**TASK OBJECTIVE**. Could you output every record below exactly as it appears?

**EXERCISE DATA**.
=-=-=-=-=

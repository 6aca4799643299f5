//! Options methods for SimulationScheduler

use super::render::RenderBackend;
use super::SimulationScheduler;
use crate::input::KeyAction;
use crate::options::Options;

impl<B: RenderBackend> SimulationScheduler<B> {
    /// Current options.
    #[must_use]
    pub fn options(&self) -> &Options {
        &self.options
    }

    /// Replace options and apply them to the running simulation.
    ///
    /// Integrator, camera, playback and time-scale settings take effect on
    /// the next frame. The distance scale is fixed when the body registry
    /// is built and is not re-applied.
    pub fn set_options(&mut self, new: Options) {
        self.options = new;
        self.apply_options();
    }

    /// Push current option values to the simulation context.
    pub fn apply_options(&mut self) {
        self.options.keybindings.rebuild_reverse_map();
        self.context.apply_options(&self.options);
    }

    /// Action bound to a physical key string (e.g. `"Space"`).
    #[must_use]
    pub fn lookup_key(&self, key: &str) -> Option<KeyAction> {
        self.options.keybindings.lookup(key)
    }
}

=-=-=-=-=

**WRITTEN REPLY**.
repository 6aca4799643299f5
//! Options methods for SimulationScheduler

use super::render::RenderBackend;
use super::SimulationScheduler;
use crate::input::KeyAction;
use crate::options::Options;

impl<B: RenderBackend> SimulationScheduler<B> {
    /// Current options.
    #[must_use]
    pub fn options(&self) -> &Options {
        &self.options
    }

    /// Replace options and apply them to the running simulation.
    ///
    /// Integrator, camera, playback and time-scale settings take effect on
    /// the next frame. The distance scale is fixed when the body registry
    /// is built and is not re-applied.
    pub fn set_options(&mut self, new: Options) {
        self.options = new;
        self.apply_options();
    }

    /// Push current option values to the simulation context.
    pub fn apply_options(&mut self) {
        self.options.keybindings.rebuild_reverse_map();
        self.context.apply_options(&self.options);
    }

    /// Action bound to a physical key string (e.g. `"Space"`).
    #[must_use]
    pub fn lookup_key(&self, key: &str) -> Option<KeyAction> {
        self.options.keybindings.lookup(key)
    }
}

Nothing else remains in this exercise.